\section{Related Work}
\label{sec:related_work}

\paragraph{Adaptive Conformal Sets.} Input-conditional coverage guarantees with finite samples are impossible without infinite width intervals \cite{vovk2012conditional,lei2014distribution}. However, an extensive line of work has focused on providing adaptive conformal sets that can capture heteroskedastic uncertainty in the model's prediction \cite{romano2019conformalized,kivaranovic2020adaptive}. Some works up-weight the non-conformity scores of calibration samples based on some distance notion to the test instance \cite{mao2022valid,guan2023localized,ghosh2023improving} or make assumptions on the data distribution \cite{lei2014distribution,barber2023conformal}. These approaches do not integrate information about the non-conformity score in the weighting process.
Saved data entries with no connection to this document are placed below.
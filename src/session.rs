// ===============================
// src/session.rs
// ===============================
//
// Boundary with the session engine:
// - SessionEvent      : what the engine delivers (connect / disconnect / app message)
// - SessionSender     : the one outbound operation the core needs
// - SessionRegistry   : routes outbound messages to each session's send queue
// - SessionObserver   : lifecycle logging (no decisions)
//
use ahash::AHashMap as HashMap;
use chrono::Utc;
use thiserror::Error;
use tokio::sync::mpsc::{self, error::TrySendError};
use tracing::{debug, info, Span};

use crate::builder::OutboundMessage;
use crate::domain::{InboundMessage, SessionHandle};
use crate::metrics::{OUTBOUND, SESSIONS_CONNECTED};
use crate::recorder::{self, Event};

#[derive(Debug)]
pub enum SessionEvent {
    Connected { session: SessionHandle, outbound: mpsc::Sender<OutboundMessage> },
    Disconnected(SessionHandle),
    Inbound(InboundMessage, SessionHandle),
}

#[derive(Debug, Error)]
pub enum SendError {
    #[error("session {0} is not connected")]
    NotConnected(SessionHandle),
    #[error("session {0} send buffer full")]
    BufferFull(SessionHandle),
    #[error("session {0} closed")]
    Closed(SessionHandle),
}

pub trait SessionSender {
    fn send(&self, msg: OutboundMessage, session: &SessionHandle) -> Result<(), SendError>;
}

#[derive(Debug, Clone)]
pub struct SessionObserver {
    span: Span,
}

impl SessionObserver {
    pub fn new(span: Span) -> Self { Self { span } }

    pub fn on_connect(&self, session: &SessionHandle) {
        self.span.in_scope(|| info!(%session, "logon - session connected"));
    }

    pub fn on_disconnect(&self, session: &SessionHandle) {
        self.span.in_scope(|| info!(%session, "logout - session disconnected"));
    }

    pub fn on_inbound(&self, msg: &InboundMessage, session: &SessionHandle) {
        self.span.in_scope(|| debug!(%session, %msg, "from app"));
    }

    /// Only for messages the session queue accepted.
    pub fn on_outbound(&self, msg: &OutboundMessage, session: &SessionHandle) {
        self.span.in_scope(|| debug!(%session, %msg, "to app"));
    }
}

/// Send queues per connected session. Owned by the dispatch loop; connect and
/// disconnect events mutate it between messages, never during handling.
pub struct SessionRegistry {
    routes: HashMap<SessionHandle, mpsc::Sender<OutboundMessage>>,
    observer: SessionObserver,
    rec_tx: Option<mpsc::Sender<Event>>,
}

impl SessionRegistry {
    pub fn new(observer: SessionObserver, rec_tx: Option<mpsc::Sender<Event>>) -> Self {
        Self { routes: HashMap::new(), observer, rec_tx }
    }

    pub fn register(&mut self, session: SessionHandle, outbound: mpsc::Sender<OutboundMessage>) {
        self.observer.on_connect(&session);
        self.routes.insert(session, outbound);
        SESSIONS_CONNECTED.set(self.routes.len() as i64);
    }

    pub fn unregister(&mut self, session: &SessionHandle) {
        self.observer.on_disconnect(session);
        self.routes.remove(session);
        SESSIONS_CONNECTED.set(self.routes.len() as i64);
    }

    pub fn is_connected(&self, session: &SessionHandle) -> bool { self.routes.contains_key(session) }
}

impl SessionSender for SessionRegistry {
    fn send(&self, msg: OutboundMessage, session: &SessionHandle) -> Result<(), SendError> {
        let tx = self
            .routes
            .get(session)
            .ok_or_else(|| SendError::NotConnected(session.clone()))?;

        let label = msg.msg_type();
        let sent = msg.clone();
        tx.try_send(msg).map_err(|e| match e {
            TrySendError::Full(_) => SendError::BufferFull(session.clone()),
            TrySendError::Closed(_) => SendError::Closed(session.clone()),
        })?;
        self.observer.on_outbound(&sent, session);
        OUTBOUND.with_label_values(&[label]).inc();
        if self.rec_tx.is_some() {
            recorder::offer(
                self.rec_tx.as_ref(),
                Event::Outbound { ts: Utc::now(), session: session.clone(), msg: sent },
            );
        }
        Ok(())
    }
}

#[cfg(test)]
mod tests {
    use super::*;
    use crate::builder::build_quote_response;
    use crate::domain::{msg_type, tag, Instrument};
    use crate::testing::capture_logs;
    use rust_decimal_macros::dec;
    use tracing::Level;

    fn quote() -> OutboundMessage {
        OutboundMessage::Quote(build_quote_response(
            "QR1", dec!(100.25), dec!(0), &Instrument::new("IBM", "US4592001014"), dec!(5000),
        ))
    }

    fn registry() -> SessionRegistry { SessionRegistry::new(SessionObserver::new(Span::none()), None) }

    #[test]
    fn routes_to_registered_session() {
        let mut reg = registry();
        let a = SessionHandle::new("FIX.4.4", "QUOTER", "A");
        let b = SessionHandle::new("FIX.4.4", "QUOTER", "B");
        let (tx_a, mut rx_a) = mpsc::channel(4);
        let (tx_b, mut rx_b) = mpsc::channel(4);
        reg.register(a.clone(), tx_a);
        reg.register(b, tx_b);

        reg.send(quote(), &a).unwrap();
        assert_eq!(rx_a.try_recv().unwrap(), quote());
        assert!(rx_b.try_recv().is_err());
    }

    #[test]
    fn unknown_or_disconnected_session_is_rejected() {
        let mut reg = registry();
        let a = SessionHandle::new("FIX.4.4", "QUOTER", "A");
        assert!(matches!(reg.send(quote(), &a), Err(SendError::NotConnected(_))));

        let (tx, _rx) = mpsc::channel(4);
        reg.register(a.clone(), tx);
        assert!(reg.is_connected(&a));
        reg.unregister(&a);
        assert!(!reg.is_connected(&a));
        assert!(matches!(reg.send(quote(), &a), Err(SendError::NotConnected(_))));
    }

    #[test]
    fn full_and_closed_queues_surface_as_errors() {
        let mut reg = registry();
        let a = SessionHandle::new("FIX.4.4", "QUOTER", "A");
        let (tx, rx) = mpsc::channel(1);
        reg.register(a.clone(), tx);

        reg.send(quote(), &a).unwrap();
        assert!(matches!(reg.send(quote(), &a), Err(SendError::BufferFull(_))));

        drop(rx);
        assert!(matches!(reg.send(quote(), &a), Err(SendError::Closed(_))));
    }

    #[test]
    fn observer_logs_lifecycle_at_info_and_traffic_at_debug() {
        let observer = SessionObserver::new(Span::none());
        let a = SessionHandle::new("FIX.4.4", "QUOTER", "A");
        let inbound = InboundMessage::of_type(msg_type::QUOTE_REQUEST).with_field(tag::SYMBOL, "IBM");

        let ((), logs) = capture_logs(|| {
            observer.on_connect(&a);
            observer.on_inbound(&inbound, &a);
            observer.on_outbound(&quote(), &a);
            observer.on_disconnect(&a);
        });

        assert_eq!(logs.total(), 4);
        assert_eq!(logs.count(Level::INFO), 2);
        assert_eq!(logs.count(Level::DEBUG), 2);
        assert!(logs.contains(Level::INFO, "logon"));
        assert!(logs.contains(Level::INFO, "logout"));
        assert!(logs.contains(Level::DEBUG, "35=R|55=IBM"));
        assert!(logs.contains(Level::DEBUG, "35=S|117=QR1"));
        for level in [Level::INFO, Level::DEBUG] {
            assert!(logs.contains(level, "FIX.4.4:QUOTER->A"));
        }
    }

    #[test]
    fn failed_send_is_not_logged_as_outbound() {
        let mut reg = registry();
        let a = SessionHandle::new("FIX.4.4", "QUOTER", "A");
        let (tx, rx) = mpsc::channel(1);
        reg.register(a.clone(), tx);

        let (res, logs) = capture_logs(|| reg.send(quote(), &a));
        assert!(res.is_ok());
        assert_eq!(logs.count(Level::DEBUG), 1);

        let (res, logs) = capture_logs(|| reg.send(quote(), &a));
        assert!(matches!(res, Err(SendError::BufferFull(_))));
        assert_eq!(logs.count(Level::DEBUG), 0);

        drop(rx);
        let (res, logs) = capture_logs(|| reg.send(quote(), &a));
        assert!(matches!(res, Err(SendError::Closed(_))));
        assert_eq!(logs.total(), 0);
    }
}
In contrast, approaches such as \cite{han2022split,jung2022batch,amoukou2023adaptive} model some statistic of the (conditional) non-conformity score distribution to re-weight, correct or learn the quantile threshold. 

\vspace{-.13in}
\paragraph{Local Conditional Coverage.} Some works have proposed split conformal prediction methods for a predefined set of groups. For non-overlapping groups Mondrian conformal prediction provides finite sample guarantees \cite{vovk2003mondrian,vovk2012conditional}. The assumption here is that the observations in each group of the partition are exchangeable. For overlapping groups \cite{foygel2021limits} provides a conservative approach with finite sample guarantees (largest set from the groups that contain the test point). The work by \cite{jung2022batch} learns the non-conformity score threshold conditioned on each group via quantile regression. Their approach has asymptotic guarantees, while \cite{gibbs2023conformal} proposed an alternative with finite sample guarantees. 

\vspace{-.13in}
\paragraph{Group Identification for Local Conformal Prediction.} \cite{lei2014distribution} proposes a ``sandwich slicer'' approach that bins the input features before applying a group/local conditional conformal approach, while \cite{sesia2021conformal} proposes histogram binning of the ML model's output values. These approaches are simple but greedy, and do not leverage the information of the distribution of the non-conformity scores. Existing kernel-based localizers for conformal prediction \cite{guan2023localized,han2022split} do not partition the input space and do not integrate information about the non-conformity scores. The work by \cite{amoukou2023adaptive} is the closest to our approach. They propose an adaptive conformal prediction approach that learns the non-conformity score weights with a random forest that approximates a statistic of the non-conformity scores. {To achieve this objective, they use a quantile random forest that approximates the distribution of the non-conformity scores on the calibration dataset. }
Moreover, they provide an approach to approximate the forest's weights with a partition function using a graph clustering method based on Louvain-Leiden \cite{traag2019louvain} with Markov Stability \cite{delvenne2010stability}. Therefore, we compare against two of their variants. {It is important to note that the quantile random forest algorithm by \cite{meinshausen2006quantile} does not minimize (an approximation of) the quantile objective ($1-\alpha$) but instead it minimizes the inter-leaf variance of the non-conformity scores; the leaves of this QRF algorithm store the entire list of non-conformity scores of train samples falling in the leave, rather than a single summary statistic. In our formulation, the learned partition function approximates the $1-\alpha$ quantile of the non-conformity score, since we minimize pinball loss.}





% Conformal Prediction using Conditional Histograms -> binning in Y
% Mondrian -> ok but no idea how to split the groups
% Lei & Wasserman slice sandwich greedy manner...
% Gibbs 2023 finite samples guarantees group conditional with overlapping groups, JJung asymptotic guarantees both leveraging pinball loss on the nonconformity score 
%Foygel too conservative worst case interval
% amoukou the most similar one